During the late ‘90s, a spate of companies, including big name modem manufacturers like U.S. Robotics, Motorola, and PCtel, had the idea to replace hardware-based modems, which generally required a separate digital signal processor to manage the dial-up connection, with software-based equivalents, which took this task and put it on top of the CPU already being used.
The pitch to consumers went like this: You won’t have to buy a faster modem, because you can simply upgrade your drivers to better specs. Plus, by separating hardware from software, the modems can conceivably do more things.
“With the new Winmodem™ from U.S. Robotics, you actually harness the power of your Windows operating system to fax, check E-mail, and search the net faster and more efficiently than with any other modem,” a PC Magazine ad from 1996, exemplifying the strategy, claimed. “Not to mention, of course, more affordably.”
And they sold it to manufacturers by pointing out the cost savings over traditional hardware modems—which meant these things were everywhere in the latter half of the ‘90s.

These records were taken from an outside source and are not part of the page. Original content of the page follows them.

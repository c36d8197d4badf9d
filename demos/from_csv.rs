extern crate ahrs_ekf;
extern crate csv;

use ahrs_ekf::covariance::diagonal_process_noise;
use ahrs_ekf::nalgebra::Matrix3;
use ahrs_ekf::{Filter, FilterConfig, Real, Vector};
use std::io;
use std::str::FromStr;

fn parse_float(s: &str) -> Real {
    Real::from_str(s).unwrap()
}

fn parse_int(s: &str) -> u32 {
    u32::from_str(s).unwrap()
}

fn time(sr: &csv::StringRecord) -> f64 {
    let tv_sec = parse_int(sr.get(0).unwrap());
    let tv_usec = parse_int(sr.get(1).unwrap());
    tv_sec as f64 + tv_usec as f64 / 1000000.0
}

fn vector(sr: &csv::StringRecord, first: usize) -> Vector {
    Vector::new(
        parse_float(sr.get(first).unwrap()),
        parse_float(sr.get(first + 1).unwrap()),
        parse_float(sr.get(first + 2).unwrap()),
    )
}

// CSV should be formated as follows:
// "tsecs","tusecs","gx","gy","gz","ax","ay","az","yaw","pitch","roll",
// where yaw,pitch,roll are expected results to compare against.
// Gyro in rad/s; accel in any unit, it is normalized before use.
fn main() {
    let mut ekf = Filter::new(
        diagonal_process_noise(1e-6, 1e-10),
        FilterConfig::default().with_quaternion_variance(0.1),
    )
    .unwrap();
    let gravity = Vector::new(0.0, 0.0, 1.0);
    let accel_noise = Matrix3::from_diagonal_element(0.05);
    let mut rdr = csv::Reader::from_reader(io::stdin());
    let mut prev_t: f64 = 0.0;
    for result in rdr.records() {
        let record = result.unwrap();
        let time = time(&record);
        let gyro = vector(&record, 2);
        let accel = vector(&record, 5);
        let reference = vector(&record, 8);
        let dt = time - prev_t;
        let first = prev_t == 0.0;
        prev_t = time;
        if first {
            continue;
        }
        if let Err(e) = ekf.predict(&gyro, dt as Real) {
            eprintln!("skipping sample at {}: {}", time, e);
            continue;
        }
        if accel.norm() > 0.0 {
            if let Err(e) = ekf.update(&accel.normalize(), &gravity, &accel_noise) {
                eprintln!("update at {} failed: {}", time, e);
            }
        }
        let euler_angles = ekf.to_euler_angles();
        println!(
            "{:2.8},{:2.8},{:2.8},{:2.8},{:2.8},{:2.8}",
            euler_angles.yaw,
            euler_angles.pitch,
            euler_angles.roll,
            reference.x,
            reference.y,
            reference.z
        );
    }
}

The problem is, that putting the job of managing the modem into Windows’ hands means that it’s competing with every other task that the CPU has to deal with. That’s not so hard with today’s machines, but PCs during the second Clinton administration were just barely fast enough to handle the extra workload of secondary hardware like modems, and the cost benefits that came by replacing hardware-based modems with software equivalents was modest at best.
Really, this strategy mainly benefited manufacturers like Packard Bell and eMachines, which were looking to cut every possible corner.
This approach didn’t stick with us, by the way; DSL lines tended to use software-based modems, but as we went wireless and switched to cable modems and FiOS, the modems went back out of our computers. By the time computers were fast enough to handle soft modems without hacking up a lung, they were unnecessary.
On the other hand, such meshing together of tasks (also common with sound cards) would become a defining feature of the smartphones we use all over the place. Case in point: Andy Rubin, a onetime Apple engineer who pioneered one of the earliest software-based modems (and later worked for a firm, General Magic, that developed soft modems), would go on to create the technology behind Android.